Keputusan terberat saat menerima beasiswa ini adalah saya harus berpisah dengan suami dan anak saya. Suami saya memang bukan pegawai negeri. Tetapi dia lebih memilih untuk tidak ikut dan bertahan tinggal di Aceh. Kata suami saya, biarlah saya yang pergi menuntut ilmu dan dia yang mencari rezeki untuk membangun impian kami; membangun rumah mungil yang baru kami beli, keinginan memiliki kebun sendiri, ingin punya bisnis, dan banyak rencana masa depan lainnya. Ya, suami memiliki dunianya di Banda Aceh. Saya pun tak memiliki seseorang yang bisa saya ajak untuk tinggal bersama saya di Thailand dan menjaga anak saya, seandainya saat itu saya ingin membawa anak. Dan ide untuk mengajak suami ikut serta lalu menjadikan dia sebagai baby sitter, bukanlah ide yang baik. Suami saya bukan tipe laki-laki rumahan. Dia paling tidak betah berada di rumah tanpa kegiatan apa pun. Dan menjaga anak, bukanlah sebuah kegiatan yang menarik buatnya, meskipun dia adalah laki-laki yang sangat banyak membantu saya dalam hal pengasuhan putra kami. Akhirnya, beginilah keputusan kami. Saya tinggal sendiri di negara orang. 
Alhamdulillah, suami saya rela dan ikhlas dengan keberangkatan saya ke Thailand. Sejak menikah, suami memang selalu mendukung apapun kegiatan positif saya, termasuk saat saya sering pulang malam karena mengikuti pengayaan bahasa Inggris selepas bekerja, atau apapun kegiatan saya. Sungguh beruntung Tuhan memberi saya jodoh seorang laki-laki seperti suami saya. Di saat teman-teman sekerja berguguran satu persatu karena tidak mendapat restu suami, saya malah mendapat dukungan yang sangat besar bahkan ketika saya belum memasukkan berkas lamaran. Di saat saya pesimis saya akan mendapatkan beasiswa ini karena banyaknya saingan, suami yang dengan sangat optimis mengatakan bahwa saya akan lulus dan mendapatkan beasiswa itu.
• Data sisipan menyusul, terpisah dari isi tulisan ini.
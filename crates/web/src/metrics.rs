use anyhow::Result;
use axum::{
    extract::State,
    http::{header, StatusCode},
    response::{IntoResponse, Response},
};
use metrics::{describe_counter, describe_gauge, describe_histogram};
use metrics_exporter_prometheus::{PrometheusBuilder, PrometheusHandle};
use std::sync::{Arc, OnceLock};

use crate::api::AppState;

static PROM_HANDLE: OnceLock<PrometheusHandle> = OnceLock::new();

pub fn describe() {
    describe_gauge!(
        "trusttrade_web_build_info",
        "Build info for the TrustTrade web API (value is always 1)."
    );
    describe_counter!(
        "trusttrade_performance_scores_total",
        "Performance score calculations served by the API, by outcome."
    );
    describe_histogram!(
        "trusttrade_db_query_latency_ms",
        "SQLite call latency in milliseconds, including queueing."
    );
    describe_counter!(
        "trusttrade_db_query_errors_total",
        "SQLite calls that returned an error."
    );
    describe_counter!("tracing_error_events", "ERROR-level log events.");
}

/// Install the global Prometheus recorder once and return a handle for `/metrics`.
///
/// Upkeep runs on each `/metrics` request.
pub fn init_global() -> Result<PrometheusHandle> {
    let handle = match PROM_HANDLE.get() {
        Some(handle) => handle.clone(),
        None => {
            let handle = PrometheusBuilder::new().install_recorder()?;
            describe();
            PROM_HANDLE.get_or_init(|| handle).clone()
        }
    };

    let git_sha = std::env::var("GIT_SHA").unwrap_or_else(|_| "unknown".to_string());
    ::metrics::gauge!(
        "trusttrade_web_build_info",
        "version" => env!("CARGO_PKG_VERSION"),
        "git_sha" => git_sha,
    )
    .set(1.0);

    Ok(handle)
}

pub async fn render(State(state): State<Arc<AppState>>) -> Response {
    let Some(handle) = &state.metrics else {
        return StatusCode::NOT_FOUND.into_response();
    };
    handle.run_upkeep();
    (
        [(header::CONTENT_TYPE, "text/plain; version=0.0.4")],
        handle.render(),
    )
        .into_response()
}

#[cfg(test)]
mod tests {
    use crate::api::test_support::{get, test_state};
    use crate::api::{router, AppState};
    use axum::body::Body;
    use axum::http::{Request, StatusCode};
    use std::sync::Arc;
    use tower::ServiceExt;

    #[tokio::test]
    async fn test_metrics_endpoint_renders_text() {
        let (_db, state) = test_state(None).await;
        let response = router(state).oneshot(get("/metrics")).await.unwrap();
        assert_eq!(response.status(), StatusCode::OK);
        let content_type = response.headers()["content-type"].to_str().unwrap();
        assert!(content_type.starts_with("text/plain"));
    }

    #[tokio::test]
    async fn test_metrics_endpoint_404_without_recorder() {
        let db = common::db::AsyncDb::open(":memory:").await.unwrap();
        let config = common::config::Config::from_toml_str(include_str!(
            "../../../config/default.toml"
        ))
        .unwrap();
        let state = Arc::new(AppState::new(&db, &config, None));
        let req = Request::builder().uri("/metrics").body(Body::empty()).unwrap();
        let response = router(state).oneshot(req).await.unwrap();
        assert_eq!(response.status(), StatusCode::NOT_FOUND);
    }
}
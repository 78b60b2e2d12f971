use anyhow::Result;
use chrono::Utc;

use crate::db::{get_decimal, ts_to_sql, AsyncDb};
use crate::types::{InvestmentPosition, NewInvestmentPosition};

/// Source of a user's brokerage holdings, as consumed by performance scoring.
pub trait HoldingsRepository {
    /// All positions across every brokerage connection the user has linked.
    fn get_holdings_for_user(
        &self,
        user_id: i64,
    ) -> impl std::future::Future<Output = Result<Vec<InvestmentPosition>>> + Send;

    /// Mark the user's holdings as refreshed. Returns false when the user has
    /// no linked brokerage connection.
    fn refresh_holdings(&self, user_id: i64)
        -> impl std::future::Future<Output = Result<bool>> + Send;
}

/// Holdings stored locally by the brokerage sync.
#[derive(Clone)]
pub struct SqliteHoldingsRepository {
    db: AsyncDb,
}

impl SqliteHoldingsRepository {
    pub fn new(db: AsyncDb) -> Self {
        Self { db }
    }

    pub async fn add_connection(&self, user_id: i64, institution_name: &str) -> Result<i64> {
        let institution_name = institution_name.to_string();
        self.db
            .call_named("holdings.add_connection", move |conn| {
                conn.execute(
                    "INSERT INTO plaid_connections (user_id, institution_name) VALUES (?1, ?2)",
                    rusqlite::params![user_id, institution_name],
                )?;
                Ok(conn.last_insert_rowid())
            })
            .await
    }

    /// Replace every position of one connection with `positions` in a single
    /// transaction. Returns the number of positions written.
    pub async fn replace_positions(
        &self,
        connection_id: i64,
        positions: Vec<NewInvestmentPosition>,
    ) -> Result<usize> {
        self.db
            .call_named("holdings.replace_positions", move |conn| {
                let tx = conn.transaction()?;
                let exists: bool = tx.query_row(
                    "SELECT COUNT(*) > 0 FROM plaid_connections WHERE id = ?1",
                    [connection_id],
                    |row| row.get(0),
                )?;
                anyhow::ensure!(exists, "plaid connection {connection_id} not found");

                tx.execute(
                    "DELETE FROM investment_positions WHERE plaid_connection_id = ?1",
                    [connection_id],
                )?;
                {
                    let mut stmt = tx.prepare(
                        "INSERT INTO investment_positions
                           (plaid_connection_id, symbol, quantity, cost_basis, current_price)
                         VALUES (?1, ?2, ?3, ?4, ?5)",
                    )?;
                    for p in &positions {
                        stmt.execute(rusqlite::params![
                            connection_id,
                            p.symbol,
                            p.quantity.to_string(),
                            p.cost_basis.to_string(),
                            p.current_price.to_string(),
                        ])?;
                    }
                }
                tx.execute(
                    "UPDATE plaid_connections SET last_synced_at = ?2 WHERE id = ?1",
                    rusqlite::params![connection_id, ts_to_sql(Utc::now())],
                )?;
                tx.commit()?;
                Ok(positions.len())
            })
            .await
    }
}

impl HoldingsRepository for SqliteHoldingsRepository {
    async fn get_holdings_for_user(&self, user_id: i64) -> Result<Vec<InvestmentPosition>> {
        self.db
            .call_named("holdings.for_user", move |conn| {
                let mut stmt = conn.prepare(
                    "SELECT ip.id, ip.plaid_connection_id, ip.symbol,
                            ip.quantity, ip.cost_basis, ip.current_price
                     FROM investment_positions ip
                     JOIN plaid_connections pc ON pc.id = ip.plaid_connection_id
                     WHERE pc.user_id = ?1
                     ORDER BY ip.id",
                )?;
                let rows = stmt
                    .query_map([user_id], |row| {
                        Ok(InvestmentPosition {
                            id: row.get(0)?,
                            plaid_connection_id: row.get(1)?,
                            symbol: row.get(2)?,
                            quantity: get_decimal(row, 3)?,
                            cost_basis: get_decimal(row, 4)?,
                            current_price: get_decimal(row, 5)?,
                        })
                    })?
                    .collect::<std::result::Result<Vec<_>, _>>()?;
                Ok(rows)
            })
            .await
    }

    async fn refresh_holdings(&self, user_id: i64) -> Result<bool> {
        let refreshed = self
            .db
            .call_named("holdings.refresh", move |conn| {
                let n = conn.execute(
                    "UPDATE plaid_connections SET last_synced_at = ?2 WHERE user_id = ?1",
                    rusqlite::params![user_id, ts_to_sql(Utc::now())],
                )?;
                Ok(n > 0)
            })
            .await?;
        tracing::debug!(user_id, refreshed, "holdings refresh");
        Ok(refreshed)
    }
}
//! Composite trust score for a user's investment performance.
//!
//! Three sub-scores on a 0-100 scale are combined by weight:
//! share of holdings in the green, portfolio growth since the user's latest
//! post, and how long the user has held verified status.

use chrono::{DateTime, Duration, Utc};
use rust_decimal::Decimal;
use rust_decimal_macros::dec;
use std::collections::BTreeMap;

use crate::config;
use crate::db::AsyncDb;
use crate::holdings::HoldingsRepository;
use crate::types::{InvestmentPosition, PerformanceScore, UserScoringProfile};
use crate::users::UserRepository;
use crate::verification::VerificationHistoryRepository;

pub const HOLDINGS_IN_GREEN: &str = "Holdings in Green";
pub const PORTFOLIO_GROWTH: &str = "Portfolio Growth";
pub const VERIFICATION_DURATION: &str = "Verification Duration";

const HUNDRED: Decimal = dec!(100);
const NEUTRAL: Decimal = dec!(50);
const SECONDS_PER_DAY: Decimal = dec!(86400);

/// Why a user has no score.
#[derive(Debug, thiserror::Error)]
pub enum NotRated {
    #[error("user {0} not found")]
    UnknownUser(i64),
    #[error("plaid is not enabled")]
    PlaidDisabled,
    #[error("user has no posts")]
    NoPosts,
    #[error("user has no holdings")]
    NoHoldings,
    #[error("holdings unavailable: {0:#}")]
    HoldingsUnavailable(anyhow::Error),
    #[error("portfolio value out of range")]
    PortfolioValueOverflow,
    #[error("storage error: {0:#}")]
    Storage(anyhow::Error),
}

impl NotRated {
    /// Metric label for this outcome.
    pub fn outcome(&self) -> &'static str {
        match self {
            Self::UnknownUser(_) => "unknown_user",
            Self::PlaidDisabled | Self::NoPosts | Self::NoHoldings => "ineligible",
            Self::HoldingsUnavailable(_) | Self::PortfolioValueOverflow => "holdings_error",
            Self::Storage(_) => "storage_error",
        }
    }
}

#[derive(Debug, Clone, Copy, PartialEq, Eq)]
pub struct ScoreWeights {
    pub holdings_in_green: Decimal,
    pub portfolio_growth: Decimal,
    pub verification_duration: Decimal,
}

impl Default for ScoreWeights {
    fn default() -> Self {
        Self {
            holdings_in_green: dec!(0.50),
            portfolio_growth: dec!(0.30),
            verification_duration: dec!(0.20),
        }
    }
}

#[derive(Debug, Clone, Copy, PartialEq, Eq)]
pub struct ScoringSettings {
    pub weights: ScoreWeights,
    /// Growth percent that maps to a sub-score of 100.
    pub growth_full_scale_pct: Decimal,
    pub verification_ceiling_days: u32,
}

impl Default for ScoringSettings {
    fn default() -> Self {
        Self {
            weights: ScoreWeights::default(),
            growth_full_scale_pct: dec!(20),
            verification_ceiling_days: 365,
        }
    }
}

fn decimal_from_config(x: f64) -> Decimal {
    // Config values are validated non-negative and finite; 6 dp is plenty for weights.
    Decimal::try_from(x).unwrap_or(Decimal::ZERO).round_dp(6)
}

impl From<&config::PerformanceScore> for ScoringSettings {
    fn from(c: &config::PerformanceScore) -> Self {
        Self {
            weights: ScoreWeights {
                holdings_in_green: decimal_from_config(c.holdings_in_green_weight),
                portfolio_growth: decimal_from_config(c.portfolio_growth_weight),
                verification_duration: decimal_from_config(c.verification_duration_weight),
            },
            growth_full_scale_pct: decimal_from_config(c.growth_full_scale_pct),
            verification_ceiling_days: c.verification_ceiling_days,
        }
    }
}

/// Round to cents and fix the scale, so scores always carry two decimals.
fn two_dp(x: Decimal) -> Decimal {
    let mut v = x.round_dp(2);
    v.rescale(2);
    v
}

fn clamp_score(x: Decimal) -> Decimal {
    x.clamp(Decimal::ZERO, HUNDRED)
}

/// Account half of the gate: Plaid linked and at least one post.
fn check_account_requirements(profile: &UserScoringProfile) -> Result<(), NotRated> {
    if !profile.plaid_enabled {
        return Err(NotRated::PlaidDisabled);
    }
    if profile.post_count < 1 {
        return Err(NotRated::NoPosts);
    }
    Ok(())
}

/// Gate for scoring: Plaid linked, at least one post, at least one holding.
pub fn check_minimum_requirements(profile: &UserScoringProfile) -> Result<(), NotRated> {
    check_account_requirements(profile)?;
    if profile.holdings_count < 1 {
        return Err(NotRated::NoHoldings);
    }
    Ok(())
}

pub fn meets_minimum_requirements(profile: &UserScoringProfile) -> bool {
    check_minimum_requirements(profile).is_ok()
}

/// Percent of positions (by count) whose current price is above cost basis.
pub fn holdings_in_green_score(holdings: &[InvestmentPosition]) -> Decimal {
    if holdings.is_empty() {
        return Decimal::ZERO;
    }
    let green = holdings.iter().filter(|h| h.is_in_green()).count();
    clamp_score(Decimal::from(green) * HUNDRED / Decimal::from(holdings.len()))
}

/// 50 at zero growth, moving linearly to 100 at `+full_scale_pct` and 0 at
/// `-full_scale_pct`. Neutral without a positive baseline.
pub fn portfolio_growth_score(
    current_value: Decimal,
    baseline: Option<Decimal>,
    full_scale_pct: Decimal,
) -> Decimal {
    let Some(baseline) = baseline.filter(|b| *b > Decimal::ZERO) else {
        return NEUTRAL;
    };
    if full_scale_pct <= Decimal::ZERO {
        return NEUTRAL;
    }
    let score = current_value
        .checked_sub(baseline)
        .and_then(|diff| diff.checked_div(baseline))
        .and_then(|ratio| ratio.checked_mul(HUNDRED))
        .and_then(|growth_pct| growth_pct.checked_mul(NEUTRAL))
        .and_then(|x| x.checked_div(full_scale_pct))
        .and_then(|x| x.checked_add(NEUTRAL));
    match score {
        Some(score) => clamp_score(score),
        // Too large to represent, so far past either end of the scale.
        None if current_value > baseline => HUNDRED,
        None if current_value < baseline => Decimal::ZERO,
        None => NEUTRAL,
    }
}

/// Verified tenure as a share of `ceiling_days`, capped at 100.
pub fn verification_duration_score(verified: Duration, ceiling_days: u32) -> Decimal {
    if ceiling_days == 0 {
        return Decimal::ZERO;
    }
    let days = Decimal::from(verified.num_seconds().max(0)) / SECONDS_PER_DAY;
    clamp_score(days * HUNDRED / Decimal::from(ceiling_days))
}

/// Weighted mean of the three sub-scores, normalized by total weight.
pub fn combine(green: Decimal, growth: Decimal, verification: Decimal, w: &ScoreWeights) -> Decimal {
    let Some(total_w) = w
        .holdings_in_green
        .checked_add(w.portfolio_growth)
        .and_then(|t| t.checked_add(w.verification_duration))
        .filter(|t| *t > Decimal::ZERO)
    else {
        return Decimal::ZERO;
    };
    // Normalize weights first so each term stays within 0..=100.
    let weighted = [
        (w.holdings_in_green, green),
        (w.portfolio_growth, growth),
        (w.verification_duration, verification),
    ]
    .into_iter()
    .try_fold(Decimal::ZERO, |acc, (weight, score)| {
        let term = weight.checked_div(total_w)?.checked_mul(clamp_score(score))?;
        acc.checked_add(term)
    });
    weighted.map_or(Decimal::ZERO, clamp_score)
}

pub struct PerformanceScoreRepository<H> {
    users: UserRepository,
    verification: VerificationHistoryRepository,
    holdings: H,
    settings: ScoringSettings,
}

impl<H: HoldingsRepository + Sync> PerformanceScoreRepository<H> {
    pub fn new(db: AsyncDb, holdings: H, settings: ScoringSettings) -> Self {
        Self {
            users: UserRepository::new(db.clone()),
            verification: VerificationHistoryRepository::new(db),
            holdings,
            settings,
        }
    }

    /// The gate as scoring applies it: holdings are counted from the injected
    /// holdings source, not from the stored snapshot.
    pub async fn meets_minimum_requirements(&self, user_id: i64) -> anyhow::Result<bool> {
        let Some(profile) = self.users.scoring_profile(user_id).await? else {
            return Ok(false);
        };
        if check_account_requirements(&profile).is_err() {
            return Ok(false);
        }
        let holdings = self.holdings.get_holdings_for_user(user_id).await?;
        Ok(!holdings.is_empty())
    }

    /// Score for `user_id`. Never fails: users who cannot be scored, for any
    /// reason, get [`PerformanceScore::unrated`].
    pub async fn calculate_performance_score(&self, user_id: i64) -> PerformanceScore {
        self.calculate_performance_score_at(user_id, Utc::now()).await
    }

    pub async fn calculate_performance_score_at(
        &self,
        user_id: i64,
        now: DateTime<Utc>,
    ) -> PerformanceScore {
        let outcome = self.try_score(user_id, now).await;
        let label = match &outcome {
            Ok(_) => "rated",
            Err(e) => e.outcome(),
        };
        metrics::counter!("trusttrade_performance_scores_total", "outcome" => label).increment(1);

        match outcome {
            Ok(score) => {
                tracing::debug!(user_id, score = %score.score, "performance score calculated");
                score
            }
            Err(
                e @ (NotRated::HoldingsUnavailable(_)
                | NotRated::PortfolioValueOverflow
                | NotRated::Storage(_)),
            ) => {
                tracing::error!(user_id, error = %e, "performance score unavailable");
                PerformanceScore::unrated()
            }
            Err(e) => {
                tracing::debug!(user_id, reason = %e, "user not rated");
                PerformanceScore::unrated()
            }
        }
    }

    async fn try_score(&self, user_id: i64, now: DateTime<Utc>) -> Result<PerformanceScore, NotRated> {
        let profile = self
            .users
            .scoring_profile(user_id)
            .await
            .map_err(NotRated::Storage)?
            .ok_or(NotRated::UnknownUser(user_id))?;
        check_account_requirements(&profile)?;

        // Counted here rather than from `profile.holdings_count`, which only
        // sees positions stored in SQLite.
        let holdings = self
            .holdings
            .get_holdings_for_user(user_id)
            .await
            .map_err(NotRated::HoldingsUnavailable)?;
        if holdings.is_empty() {
            return Err(NotRated::NoHoldings);
        }

        let verified = self
            .verification
            .calculate_verified_duration_at(user_id, now)
            .await
            .map_err(NotRated::Storage)?;

        let current_value = holdings
            .iter()
            .try_fold(Decimal::ZERO, |acc, h| acc.checked_add(h.market_value()?))
            .ok_or(NotRated::PortfolioValueOverflow)?;

        let green = two_dp(holdings_in_green_score(&holdings));
        let growth = two_dp(portfolio_growth_score(
            current_value,
            profile.last_post_portfolio_value,
            self.settings.growth_full_scale_pct,
        ));
        let verification = two_dp(verification_duration_score(
            verified,
            self.settings.verification_ceiling_days,
        ));

        let score = two_dp(combine(green, growth, verification, &self.settings.weights));

        let breakdown = BTreeMap::from([
            (HOLDINGS_IN_GREEN.to_string(), green),
            (PORTFOLIO_GROWTH.to_string(), growth),
            (VERIFICATION_DURATION.to_string(), verification),
        ]);
        Ok(PerformanceScore {
            score,
            is_rated: true,
            breakdown,
        })
    }
}
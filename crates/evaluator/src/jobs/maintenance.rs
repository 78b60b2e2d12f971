use anyhow::Result;
use common::db::AsyncDb;

/// Fold the WAL back into the main database file.
///
/// TRUNCATE mode resets the WAL to zero bytes once every page is checkpointed.
/// Returns `(wal_pages, checkpointed_pages)`.
pub async fn run_wal_checkpoint_once(db: &AsyncDb) -> Result<(i64, i64)> {
    let (busy, log, checkpointed) = db
        .call_named("wal_checkpoint.run", |conn| {
            Ok(conn.query_row("PRAGMA wal_checkpoint(TRUNCATE)", [], |row| {
                Ok((
                    row.get::<_, i64>(0)?,
                    row.get::<_, i64>(1)?,
                    row.get::<_, i64>(2)?,
                ))
            })?)
        })
        .await?;

    if busy != 0 {
        tracing::warn!(
            busy,
            log,
            checkpointed,
            "WAL checkpoint: database was busy, partial checkpoint"
        );
        metrics::counter!("trusttrade_wal_checkpoint_total", "status" => "busy").increment(1);
    } else {
        tracing::info!(log, checkpointed, "WAL checkpoint complete");
        metrics::counter!("trusttrade_wal_checkpoint_total", "status" => "ok").increment(1);
    }
    metrics::gauge!("trusttrade_wal_checkpoint_pages").set(checkpointed as f64);
    Ok((log, checkpointed))
}

/// Record SQLite file sizes and page statistics as gauges.
pub async fn run_sqlite_stats_once(db: &AsyncDb, db_path: &str) -> Result<()> {
    let db_file_size = std::fs::metadata(db_path).map(|m| m.len()).unwrap_or(0);
    let wal_file_size = std::fs::metadata(format!("{db_path}-wal"))
        .map(|m| m.len())
        .unwrap_or(0);

    metrics::gauge!("trusttrade_db_file_size_bytes").set(db_file_size as f64);
    metrics::gauge!("trusttrade_db_wal_size_bytes").set(wal_file_size as f64);

    let (page_count, page_size, freelist_count) = db
        .call_named("sqlite_stats.pragmas", |conn| {
            let page_count: i64 = conn.query_row("PRAGMA page_count", [], |r| r.get(0))?;
            let page_size: i64 = conn.query_row("PRAGMA page_size", [], |r| r.get(0))?;
            let freelist_count: i64 = conn.query_row("PRAGMA freelist_count", [], |r| r.get(0))?;
            Ok((page_count, page_size, freelist_count))
        })
        .await?;

    metrics::gauge!("trusttrade_db_page_count").set(page_count as f64);
    metrics::gauge!("trusttrade_db_page_size_bytes").set(page_size as f64);
    metrics::gauge!("trusttrade_db_freelist_count").set(freelist_count as f64);

    tracing::debug!(
        db_file_size,
        wal_file_size,
        page_count,
        page_size,
        freelist_count,
        "sqlite stats collected"
    );
    Ok(())
}

#[cfg(test)]
mod tests {
    use super::*;
    use metrics_exporter_prometheus::PrometheusBuilder;

    fn current_thread() -> tokio::runtime::Runtime {
        tokio::runtime::Builder::new_current_thread()
            .enable_all()
            .build()
            .unwrap()
    }

    #[test]
    fn test_sqlite_stats_records_gauges() {
        let recorder = PrometheusBuilder::new().build_recorder();
        let handle = recorder.handle();

        let rt = current_thread();
        metrics::with_local_recorder(&recorder, || {
            rt.block_on(async {
                let tmp = tempfile::NamedTempFile::new().unwrap();
                let path = tmp.path().to_str().unwrap();
                let db = AsyncDb::open(path).await.unwrap();

                run_sqlite_stats_once(&db, path).await.unwrap();
            });
        });

        let rendered = handle.render();
        for name in [
            "trusttrade_db_file_size_bytes",
            "trusttrade_db_page_count",
            "trusttrade_db_page_size_bytes",
            "trusttrade_db_freelist_count",
        ] {
            assert!(rendered.contains(name), "expected {name}, got:\n{rendered}");
        }
    }

    #[test]
    fn test_wal_checkpoint_on_file_database() {
        let recorder = PrometheusBuilder::new().build_recorder();
        let handle = recorder.handle();

        let rt = current_thread();
        metrics::with_local_recorder(&recorder, || {
            rt.block_on(async {
                let tmp = tempfile::NamedTempFile::new().unwrap();
                let db = AsyncDb::open(tmp.path().to_str().unwrap()).await.unwrap();
                common::users::UserRepository::new(db.clone())
                    .create_user("alice", true)
                    .await
                    .unwrap();

                let (_log, checkpointed) = run_wal_checkpoint_once(&db).await.unwrap();
                assert!(checkpointed >= 0);
            });
        });

        let rendered = handle.render();
        assert!(
            rendered.contains("trusttrade_wal_checkpoint_total{status=\"ok\"} 1"),
            "got:\n{rendered}"
        );
    }
}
“Kalau suatu saat kamu mendapat beasiswa, ke manapun itu, ambillah. Jangan disia-siakan. Abang akan selalu mendukungmu,” begitu katanya saat itu.
Lagipula, Thailand bukanlah sebuah negara yang begitu jauh dari jangkauan, apalagi dari Aceh. Kalau boleh saya bilang, buat saya yang tinggal di Aceh, malah lebih murah perjalanan ke Hatyai daripada ke kota-kota besar di pulau Jawa, jika bisa mendapatkan tiket promo. Makanya, kami memutuskan jika pun kami harus berpisah dan mengalami Long Distance Relationship (LDR), toh saya masih bisa pulang tiap liburan semester dan suami saya pun masih bisa sesekali mengunjungi saya di Thailand.
Saat di bandara
Sedih tak terkira ketika harus meninggalkan si buah hati yang masih serang. Saat itu, Abel, putra saya, berumur tepat dua tahun satu bulan. Saya baru saja menyapih ASI untuknya hingga genap dua tahun. Di hari menjelang keberangkatan saya, dia ga mau lepas dari saya. Maunya digendong saya terus. Saat perpisahan di bandara, Abel menangis dan merengek dalam gendongan suami saya. Saya berusaha untuk tidak menangis. Tapi airmata saya baru tumpah ketika saya berada dalam pesawat dan mulai take off dari bandara Sultan Iskandar Muda.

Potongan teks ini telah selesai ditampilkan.